Michael Steely said...


Larry,
Your comments bring to mind the dire warning we received from President Eisenhower about the military-industrial complex. It’s too bad he waited until he was leaving office to address the issue. Since WWII, the U.S. hasn’t declared war, but has killed millions in “conflicts” which served no apparent purpose other than enriching that complex.

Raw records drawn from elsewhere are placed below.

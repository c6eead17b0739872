//! Daylight-saving rule carried next to a recurrence pattern.
//!
//! The rule is data-driven from its 48-byte blob; the platform timezone
//! database is never consulted. Offsets are bias-style minutes: UTC equals
//! local time plus the offset, so zones west of Greenwich have positive
//! offsets and the DST offset is usually negative.
//!
//! Transition dates follow a "week N of month M" rule in which a week is a
//! whole 7-day block counted from the 1st, whatever its weekday. Week 5 is
//! the last such block that still starts inside the month.

use chrono::Datelike;
use serde::{Deserialize, Serialize};

use crate::error::{RecurrenceError, Result};
use crate::time;
use crate::wire::{ByteReader, ByteWriter};

/// Size of the timezone blob.
pub const TIMEZONE_BLOB_LEN: usize = 48;

/// When DST starts or ends within a year.
#[derive(Debug, Clone, Copy, PartialEq, Eq, Default, Serialize, Deserialize)]
pub struct DstTransition {
    /// 1-12; 0 disables DST for the rule.
    pub month: u16,
    /// 1-5, 5 = last.
    pub week: u16,
    pub hour: u16,
}

impl DstTransition {
    pub fn new(month: u16, week: u16, hour: u16) -> Self {
        Self { month, week, hour }
    }

    /// Local instant of this transition in `year`.
    fn local_instant(&self, year: i32) -> i64 {
        let month = u32::from(self.month.clamp(1, 12));
        let week = u32::from(self.week.clamp(1, 5));
        let mut day = 1 + (week - 1) * 7;
        if day > time::days_in_month(year, month) {
            day -= 7;
        }
        let date = chrono::NaiveDate::from_ymd_opt(year, month, day)
            .map(time::timestamp_of)
            .unwrap_or_default();
        date + i64::from(self.hour) * 3_600
    }
}

/// UTC offset rule with an optional yearly DST window.
#[derive(Debug, Clone, Copy, PartialEq, Eq, Default, Serialize, Deserialize)]
pub struct TimezoneRule {
    pub base_offset_minutes: i32,
    pub dst_offset_minutes: i32,
    pub dst_start: DstTransition,
    pub dst_end: DstTransition,
}

impl TimezoneRule {
    /// UTC with no DST.
    pub fn utc() -> Self {
        Self::default()
    }

    /// A fixed offset with no DST.
    pub fn fixed(base_offset_minutes: i32) -> Self {
        Self {
            base_offset_minutes,
            ..Self::default()
        }
    }

    pub fn with_dst(
        base_offset_minutes: i32,
        dst_offset_minutes: i32,
        dst_start: DstTransition,
        dst_end: DstTransition,
    ) -> Self {
        Self {
            base_offset_minutes,
            dst_offset_minutes,
            dst_start,
            dst_end,
        }
    }

    pub fn has_dst(&self) -> bool {
        (1..=12).contains(&self.dst_start.month) && (1..=12).contains(&self.dst_end.month)
    }

    /// Bias in minutes in effect at `local` (seconds).
    ///
    /// The DST window is computed for the calendar year of `local`. When the
    /// start precedes the end the window is `start < t < end`; otherwise it
    /// wraps the year end and is `t < end || t > start`. Both boundaries are
    /// exclusive, so an instant exactly on a transition gets the base offset.
    pub fn resolve_offset_minutes(&self, local: i64) -> i32 {
        if !self.has_dst() {
            return self.base_offset_minutes;
        }
        let year = time::date_of(local).year();
        let start = self.dst_start.local_instant(year);
        let end = self.dst_end.local_instant(year);
        let in_dst = if start <= end {
            local > start && local < end
        } else {
            local < end || local > start
        };
        if in_dst {
            self.base_offset_minutes + self.dst_offset_minutes
        } else {
            self.base_offset_minutes
        }
    }

    /// Local wall-clock seconds to UTC.
    ///
    /// The DST window is evaluated on the input's own calendar fields, so
    /// instants near a transition may resolve against the other side of it.
    pub fn to_utc(&self, local: i64) -> i64 {
        local.saturating_add(i64::from(self.resolve_offset_minutes(local)) * 60)
    }

    /// UTC seconds to local wall-clock, evaluated on the UTC input's fields.
    pub fn to_local(&self, utc: i64) -> i64 {
        utc.saturating_sub(i64::from(self.resolve_offset_minutes(utc)) * 60)
    }

    /// Decode the fixed-width rule blob.
    pub fn decode(bytes: &[u8]) -> Result<Self> {
        if bytes.len() < TIMEZONE_BLOB_LEN {
            return Err(RecurrenceError::InvalidTimezoneBlob(bytes.len()));
        }
        let mut r = ByteReader::new(bytes);
        let mut read = || -> std::result::Result<Self, crate::error::DecodeError> {
            let base_offset_minutes = r.read_i32("timezone bias")?;
            r.skip(4, "timezone reserved")?;
            let dst_offset_minutes = r.read_i32("timezone dst bias")?;
            r.skip(4, "timezone reserved")?;
            let end_month = r.read_u16("dst end month")?;
            r.skip(2, "dst end reserved")?;
            let end_week = r.read_u16("dst end week")?;
            let end_hour = r.read_u16("dst end hour")?;
            r.skip(10, "timezone reserved")?;
            let start_month = r.read_u16("dst start month")?;
            r.skip(2, "dst start reserved")?;
            let start_week = r.read_u16("dst start week")?;
            let start_hour = r.read_u16("dst start hour")?;
            r.skip(6, "timezone reserved")?;
            Ok(Self {
                base_offset_minutes,
                dst_offset_minutes,
                dst_start: DstTransition::new(start_month, start_week, start_hour),
                dst_end: DstTransition::new(end_month, end_week, end_hour),
            })
        };
        read().map_err(|_| RecurrenceError::InvalidTimezoneBlob(bytes.len()))
    }

    /// Encode the fixed-width rule blob; reserved fields are zero.
    pub fn encode(&self) -> Vec<u8> {
        let mut w = ByteWriter::new();
        w.put_i32(self.base_offset_minutes);
        w.put_i32(0);
        w.put_i32(self.dst_offset_minutes);
        w.put_i32(0);
        w.put_u16(self.dst_end.month);
        w.put_u16(0);
        w.put_u16(self.dst_end.week);
        w.put_u16(self.dst_end.hour);
        w.put_i32(0);
        w.put_i32(0);
        w.put_u16(0);
        w.put_u16(self.dst_start.month);
        w.put_u16(0);
        w.put_u16(self.dst_start.week);
        w.put_u16(self.dst_start.hour);
        w.put_i32(0);
        w.put_u16(0);
        w.into_inner()
    }
}

/// Local midnight of the day containing the UTC instant `utc`.
pub fn local_day_of(rule: &TimezoneRule, utc: i64) -> i64 {
    time::day_start(rule.to_local(utc))
}
//! Optional per-exception override fields.
//!
//! Each modified occurrence carries a 16-bit mask; every set bit is followed,
//! in ascending bit order, by that field's payload. The table below is the
//! single description of the layout and is walked by both the decoder and the
//! encoder.

use crate::error::DecodeError;
use crate::pattern::ModifiedOccurrence;
use crate::wire::{ByteReader, ByteWriter};

type ReadResult<T> = std::result::Result<T, DecodeError>;

pub const SUBJECT: u16 = 0x0001;
/// Attendees changed; payload is reserved.
pub const MEETING_TYPE: u16 = 0x0002;
pub const REMINDER_DELTA: u16 = 0x0004;
pub const REMINDER_SET: u16 = 0x0008;
pub const LOCATION: u16 = 0x0010;
pub const BUSY_STATUS: u16 = 0x0020;
/// Attachments changed; payload is reserved.
pub const ATTACHMENT: u16 = 0x0040;
/// All-day flag.
pub const SUB_TYPE: u16 = 0x0080;
pub const APPT_COLOR: u16 = 0x0100;
/// Body changed; no inline payload.
pub const EXCEPTIONAL_BODY: u16 = 0x0200;

/// Bits whose text is repeated as UTF-16 in the extended section.
pub const EXTENDED_TEXT: u16 = SUBJECT | LOCATION;

/// Payload shape of an override field.
#[derive(Debug, Clone, Copy, PartialEq, Eq)]
pub enum Width {
    /// No payload.
    Empty,
    /// A fixed number of bytes.
    Fixed(usize),
    /// Two u16 lengths (`len + 1`, `len`) followed by `len` single-byte chars.
    LegacyText,
}

impl Width {
    /// Bytes that must remain before the payload can be read at all.
    pub fn min_len(self) -> usize {
        match self {
            Width::Empty => 0,
            Width::Fixed(n) => n,
            Width::LegacyText => 4,
        }
    }
}

pub struct OverrideField {
    pub bit: u16,
    pub name: &'static str,
    pub width: Width,
    read: fn(&mut ByteReader<'_>, &mut ModifiedOccurrence) -> ReadResult<()>,
    write: fn(&mut ByteWriter, &ModifiedOccurrence),
}

/// Override fields in wire (ascending bit) order.
pub const OVERRIDE_FIELDS: [OverrideField; 10] = [
    OverrideField {
        bit: SUBJECT,
        name: "subject",
        width: Width::LegacyText,
        read: |r, occ| {
            occ.subject = Some(read_legacy_text(r, "exception subject")?);
            Ok(())
        },
        write: |w, occ| write_legacy_text(w, occ.subject.as_deref().unwrap_or_default()),
    },
    OverrideField {
        bit: MEETING_TYPE,
        name: "meeting_type",
        width: Width::Fixed(4),
        read: |r, _| r.skip(4, "exception meeting type"),
        write: |w, _| w.put_u32(0),
    },
    OverrideField {
        bit: REMINDER_DELTA,
        name: "reminder_delta",
        width: Width::Fixed(4),
        read: |r, occ| {
            occ.reminder_minutes_before = Some(r.read_u32("exception reminder delta")?);
            Ok(())
        },
        write: |w, occ| w.put_u32(occ.reminder_minutes_before.unwrap_or_default()),
    },
    OverrideField {
        bit: REMINDER_SET,
        name: "reminder_set",
        width: Width::Fixed(4),
        read: |r, occ| {
            occ.reminder_enabled = Some(r.read_u32("exception reminder set")? != 0);
            Ok(())
        },
        write: |w, occ| w.put_u32(u32::from(occ.reminder_enabled.unwrap_or_default())),
    },
    OverrideField {
        bit: LOCATION,
        name: "location",
        width: Width::LegacyText,
        read: |r, occ| {
            occ.location = Some(read_legacy_text(r, "exception location")?);
            Ok(())
        },
        write: |w, occ| write_legacy_text(w, occ.location.as_deref().unwrap_or_default()),
    },
    OverrideField {
        bit: BUSY_STATUS,
        name: "busy_status",
        width: Width::Fixed(4),
        read: |r, occ| {
            occ.busy_status = Some(r.read_u32("exception busy status")?);
            Ok(())
        },
        write: |w, occ| w.put_u32(occ.busy_status.unwrap_or_default()),
    },
    OverrideField {
        bit: ATTACHMENT,
        name: "attachment",
        width: Width::Fixed(4),
        read: |r, _| r.skip(4, "exception attachment"),
        write: |w, _| w.put_u32(0),
    },
    OverrideField {
        bit: SUB_TYPE,
        name: "all_day",
        width: Width::Fixed(4),
        read: |r, occ| {
            occ.all_day = Some(r.read_u32("exception all-day flag")? != 0);
            Ok(())
        },
        write: |w, occ| w.put_u32(u32::from(occ.all_day.unwrap_or_default())),
    },
    OverrideField {
        bit: APPT_COLOR,
        name: "color_label",
        width: Width::Fixed(4),
        read: |r, occ| {
            occ.color_label = Some(r.read_u32("exception colour label")?);
            Ok(())
        },
        write: |w, occ| w.put_u32(occ.color_label.unwrap_or_default()),
    },
    OverrideField {
        bit: EXCEPTIONAL_BODY,
        name: "body",
        width: Width::Empty,
        read: |_, _| Ok(()),
        write: |_, _| {},
    },
];

/// Read the payloads selected by `mask` into `occ`.
pub fn read_overrides(
    reader: &mut ByteReader<'_>,
    occ: &mut ModifiedOccurrence,
    mask: u16,
) -> ReadResult<()> {
    for field in OVERRIDE_FIELDS.iter().filter(|f| mask & f.bit != 0) {
        reader.require(1, field.width.min_len(), field.name)?;
        (field.read)(reader, occ)?;
    }
    Ok(())
}

/// Write the payloads selected by `mask` from `occ`.
pub fn write_overrides(writer: &mut ByteWriter, occ: &ModifiedOccurrence, mask: u16) {
    for field in OVERRIDE_FIELDS.iter().filter(|f| mask & f.bit != 0) {
        (field.write)(writer, occ);
    }
}

/// Names of the fields selected by `mask`, for diagnostics.
pub fn field_names(mask: u16) -> Vec<&'static str> {
    OVERRIDE_FIELDS
        .iter()
        .filter(|f| mask & f.bit != 0)
        .map(|f| f.name)
        .collect()
}

fn read_legacy_text(reader: &mut ByteReader<'_>, context: &'static str) -> ReadResult<String> {
    let _with_terminator = reader.read_u16(context)?;
    let len = reader.read_u16(context)?;
    let bytes = reader.take(usize::from(len), context)?;
    Ok(bytes.iter().map(|&b| char::from(b)).collect())
}

fn write_legacy_text(writer: &mut ByteWriter, text: &str) {
    // Single-byte transcoding: code points above U+00FF become '?'.
    let bytes: Vec<u8> = text
        .chars()
        .map(|c| u8::try_from(u32::from(c)).unwrap_or(b'?'))
        .take(usize::from(u16::MAX - 1))
        .collect();
    let len = bytes.len() as u16;
    writer.put_u16(len + 1);
    writer.put_u16(len);
    writer.put_bytes(&bytes);
}

/// Length-prefixed UTF-16LE text from the extended section.
pub fn read_wide_text(reader: &mut ByteReader<'_>, context: &'static str) -> ReadResult<String> {
    let chars = usize::from(reader.read_u16(context)?);
    let bytes = reader.take(chars * 2, context)?;
    let units: Vec<u16> = bytes
        .chunks_exact(2)
        .map(|pair| u16::from_le_bytes([pair[0], pair[1]]))
        .collect();
    Ok(String::from_utf16_lossy(&units))
}

pub fn write_wide_text(writer: &mut ByteWriter, text: &str) {
    let units: Vec<u16> = text.encode_utf16().take(usize::from(u16::MAX)).collect();
    writer.put_u16(units.len() as u16);
    for unit in units {
        writer.put_u16(unit);
    }
}
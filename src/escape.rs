//! Newline escaping shared by keys and values.
//!
//! Translation files are line based, so a newline inside a key or value is
//! stored as the two-character sequence `\n`.

/// Replaces every literal newline with the `\n` escape.
#[must_use]
pub fn escape_newlines(text: &str) -> String {
    text.replace('\n', "\\n")
}

/// Replaces every `\n` escape with a literal newline.
#[must_use]
pub fn unescape_newlines(text: &str) -> String {
    text.replace("\\n", "\n")
}
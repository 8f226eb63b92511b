//! Owner of all translation categories for one application.
//!
//! # Load/save protocol
//!
//! Loading replaces every category with the sections of one language file.
//! Saving is additive: keys missed at runtime are appended to the canonical
//! file without touching values a translator already wrote, while confirmed
//! in-memory entries are written back as they are.

use std::collections::BTreeMap;
use std::io;
use std::path::{
    Path,
    PathBuf,
};

use thiserror::Error;

use crate::category::Category;
use crate::config::{
    ConfigManager,
    I18nSettings,
};
use crate::escape::escape_newlines;
use crate::ini::{
    IniError,
    IniFile,
    Section,
    is_valid_section_name,
};
use crate::locator::{
    DirectoryLocator,
    ResourceLocator,
};

/// Errors from loading or saving a language file.
#[derive(Error, Debug)]
pub enum RepositoryError {
    /// No language file at the resolved path.
    #[error("Translation file not found: {path}")]
    NotFound {
        /// Resource path that was looked up.
        path: String,
    },

    /// The file exists but could not be read or parsed.
    #[error("Failed to read translation file '{path}': {source}")]
    Read {
        /// Resource path that was read.
        path: String,
        /// Underlying read or parse error.
        source: IniError,
    },

    /// The canonical file could not be written.
    #[error("Failed to write translation file {path:?}: {source}")]
    Write {
        /// File system path that was written.
        path: PathBuf,
        /// Underlying I/O error.
        source: io::Error,
    },
}

/// Translation categories of the current language.
#[derive(Debug)]
pub struct Repository {
    /// Language directory, extension and fallback settings.
    settings: I18nSettings,
    /// Source of language files for loading.
    locator: Box<dyn ResourceLocator>,
    /// Directory the canonical translation files are saved under.
    save_root: PathBuf,
    /// Categories by name.
    categories: BTreeMap<String, Category>,
    /// Language of the last successful load.
    language_id: Option<String>,
}

impl Repository {
    /// Creates an empty repository.
    ///
    /// # Arguments
    /// * `settings` - Language directory and file naming
    /// * `locator` - Where language files are loaded from
    /// * `save_root` - Directory canonical files are saved under
    #[must_use]
    pub fn new(
        settings: I18nSettings,
        locator: impl ResourceLocator + 'static,
        save_root: impl Into<PathBuf>,
    ) -> Self {
        Self {
            settings,
            locator: Box::new(locator),
            save_root: save_root.into(),
            categories: BTreeMap::new(),
            language_id: None,
        }
    }

    /// Reads and saves translation files under `root`.
    #[must_use]
    pub fn open(root: impl Into<PathBuf>, settings: I18nSettings) -> Self {
        let root = root.into();
        Self::new(settings, DirectoryLocator::new(root.clone()), root)
    }

    /// Repository over the manager's project root, or the current directory.
    #[must_use]
    pub fn from_config(config: &ConfigManager) -> Self {
        let root = config.project_root().map_or_else(|| PathBuf::from("."), Path::to_path_buf);
        Self::open(root, config.get_settings().clone())
    }

    /// Settings the repository was created with.
    #[must_use]
    pub const fn settings(&self) -> &I18nSettings {
        &self.settings
    }

    /// Language of the last successful load.
    #[must_use]
    pub fn language_id(&self) -> Option<&str> {
        self.language_id.as_deref()
    }

    /// The category called `name`, created empty if it does not exist yet.
    ///
    /// A category that is not loaded misses every key until a load fills it.
    pub fn category(&mut self, name: &str) -> &mut Category {
        self.categories.entry(name.to_string()).or_insert_with(|| Category::new(name))
    }

    /// The category called `name`, without creating it.
    #[must_use]
    pub fn get(&self, name: &str) -> Option<&Category> {
        self.categories.get(name)
    }

    /// Whether a category called `name` exists.
    #[must_use]
    pub fn has_category(&self, name: &str) -> bool {
        self.categories.contains_key(name)
    }

    /// Category names in sorted order.
    pub fn category_names(&self) -> impl Iterator<Item = &str> {
        self.categories.keys().map(String::as_str)
    }

    /// Number of categories.
    #[must_use]
    pub fn len(&self) -> usize {
        self.categories.len()
    }

    /// Whether there are no categories.
    #[must_use]
    pub fn is_empty(&self) -> bool {
        self.categories.is_empty()
    }

    /// Drops every category.
    pub fn clear(&mut self) {
        self.categories.clear();
    }

    /// Resource path of `language_id`, e.g. `lang/en_US.ini`.
    #[must_use]
    pub fn ini_path(&self, language_id: &str) -> String {
        self.settings.ini_path(language_id)
    }

    /// Whether the locator has a regular file at the canonical path.
    #[must_use]
    pub fn ini_exists(&self, language_id: &str) -> bool {
        self.locator
            .file_info(&self.ini_path(language_id))
            .is_some_and(|info| info.exists && !info.is_directory)
    }

    /// Replaces all categories with the sections of a language file.
    ///
    /// The anonymous leading section is ignored. Sections with the same name
    /// merge, the first value of a key winning.
    ///
    /// # Arguments
    /// * `language_id` - Language to load, e.g. `en_US`
    /// * `override_path` - Directory prefix to load from instead of the
    ///   canonical path; the file is `<override_path><language_id>.<extension>`.
    ///   `None` or an empty prefix uses [`Repository::ini_path`].
    ///
    /// # Returns
    /// - `Ok(())`: categories replaced
    /// - `Err(RepositoryError)`: nothing changed
    ///
    /// # Errors
    /// - The file does not exist
    /// - The file cannot be read or parsed
    pub fn load_ini(
        &mut self,
        language_id: &str,
        override_path: Option<&str>,
    ) -> Result<(), RepositoryError> {
        let path = match override_path.filter(|prefix| !prefix.is_empty()) {
            Some(prefix) => format!("{prefix}{language_id}.{}", self.settings.extension),
            None => self.ini_path(language_id),
        };
        tracing::debug!(language_id, path = %path, "Loading translations");

        let ini = self.read_ini(&path).inspect_err(|e| {
            tracing::warn!("Failed to load language {}: {}", language_id, e);
        })?;

        self.clear();
        for section in ini.sections().iter().filter(|section| !section.name().is_empty()) {
            self.categories
                .entry(section.name().to_string())
                .or_insert_with(|| Category::new(section.name()))
                .set_map(section.to_map());
        }
        self.language_id = Some(language_id.to_string());

        tracing::debug!(language_id, categories = self.categories.len(), "Translations loaded");
        Ok(())
    }

    /// Loads `language_id`, or the default language when that fails.
    ///
    /// Uses the configured override path.
    ///
    /// # Returns
    /// The language that was actually loaded.
    ///
    /// # Errors
    /// - Neither language could be loaded; the error is the last attempt's
    pub fn load_with_fallback(&mut self, language_id: &str) -> Result<String, RepositoryError> {
        let override_path = self.settings.override_path.clone();

        match self.load_ini(language_id, override_path.as_deref()) {
            Ok(()) => Ok(language_id.to_string()),
            Err(e) if language_id == self.settings.default_language => Err(e),
            Err(_) => {
                let fallback = self.settings.default_language.clone();
                tracing::info!("Falling back to default language {}", fallback);
                self.load_ini(&fallback, override_path.as_deref())?;
                Ok(fallback)
            }
        }
    }

    /// Writes missed keys and confirmed entries to the canonical file,
    /// keeping everything else already in it.
    ///
    /// Missed keys are only added where the file has no value yet; confirmed
    /// entries always replace the file's value. The canonical path is used
    /// even when the language was loaded from an override path.
    ///
    /// Categories whose name cannot be a section header (empty, or
    /// containing `]` or a line break) are skipped with a warning and keep
    /// their missed keys.
    ///
    /// # Arguments
    /// * `language_id` - Language whose canonical file is updated
    ///
    /// # Returns
    /// - `Ok(())`: file written, missed keys of written categories cleared
    /// - `Err(RepositoryError)`: nothing written, missed keys kept
    ///
    /// # Errors
    /// - The existing file cannot be read or parsed
    /// - The file cannot be written
    pub fn save_ini(&mut self, language_id: &str) -> Result<(), RepositoryError> {
        let relative = self.ini_path(language_id);
        let path = self.save_root.join(&relative);
        tracing::debug!(language_id, path = ?path, "Saving translations");

        let mut ini = IniFile::load(&path)
            .map_err(|source| RepositoryError::Read { path: relative, source })?;

        for (name, category) in &self.categories {
            if is_valid_section_name(name) {
                write_section(ini.get_or_create_section(name), category);
            } else {
                tracing::warn!(category = %name, "Category name cannot be saved as a section");
            }
        }

        ini.save(&path).map_err(|source| RepositoryError::Write { path: path.clone(), source })?;

        for (_, category) in
            self.categories.iter_mut().filter(|(name, _)| is_valid_section_name(name))
        {
            category.clear_missed();
        }
        tracing::debug!(language_id, "Translations saved");
        Ok(())
    }

    /// Languages with a translation file in the language directory.
    ///
    /// Empty when the directory cannot be listed.
    #[must_use]
    pub fn available_languages(&self) -> Vec<String> {
        let lang_dir = self.settings.lang_dir.trim_end_matches('/');
        match self.locator.list(lang_dir) {
            Ok(names) => names
                .iter()
                .filter_map(|name| self.settings.language_from_file_name(name))
                .map(str::to_string)
                .collect(),
            Err(e) => {
                tracing::debug!("Cannot list {}: {}", lang_dir, e);
                Vec::new()
            }
        }
    }

    /// Directory the canonical files are written under.
    #[must_use]
    pub fn save_root(&self) -> &Path {
        &self.save_root
    }

    /// Reads and parses a language file through the locator.
    fn read_ini(&self, path: &str) -> Result<IniFile, RepositoryError> {
        let bytes = self.locator.read(path).map_err(|e| {
            if e.kind() == io::ErrorKind::NotFound {
                RepositoryError::NotFound { path: path.to_string() }
            } else {
                RepositoryError::Read { path: path.to_string(), source: e.into() }
            }
        })?;
        IniFile::from_bytes(&bytes)
            .map_err(|source| RepositoryError::Read { path: path.to_string(), source })
    }
}

/// Adds `category`'s missed keys where `section` has none, then writes
/// every confirmed entry.
fn write_section(section: &mut Section, category: &Category) {
    for (key, text) in category.missed() {
        if !section.exists(key) {
            section.set(key.as_str(), escape_newlines(text));
        }
    }

    for (key, entry) in category.entries() {
        section.set(key.as_str(), escape_newlines(entry.text()));
    }
}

I keep waiting for Bob Dylan’s “Masters of War” and Jimi Hendrix’ version of the National Anthem to go out of style, but they remain as relevant today as when they were composed.

John F said...

The saying “War is diplomacy by other means.” is too trite and often misses the point which is “War first and than we’ll negotiate”. Technology has made aggression too easy and too deadly that we now risk our own destruction when we enter and engage in “conflict”.

Michael Trigoboff said...

White phosphorus actually has two military uses:

* super-napalm, as already described, when it hits a target on the ground directly and burns after impact

* production of dense, white smoke, when it is deployed as an airburst, and burns up before it hits the ground. The smoke is useful for preventing activities by snipers, and others whose tactics rely on vision at a distance.

Dishonest activists often accuse militaries that employ the airburst tactic of having committed “war crimes.“ These accusations include pictures of people with severe burns, something that does not happen when the purpose is to create smoke, and the white phosphorus burns up in the air and never makes it down to the ground.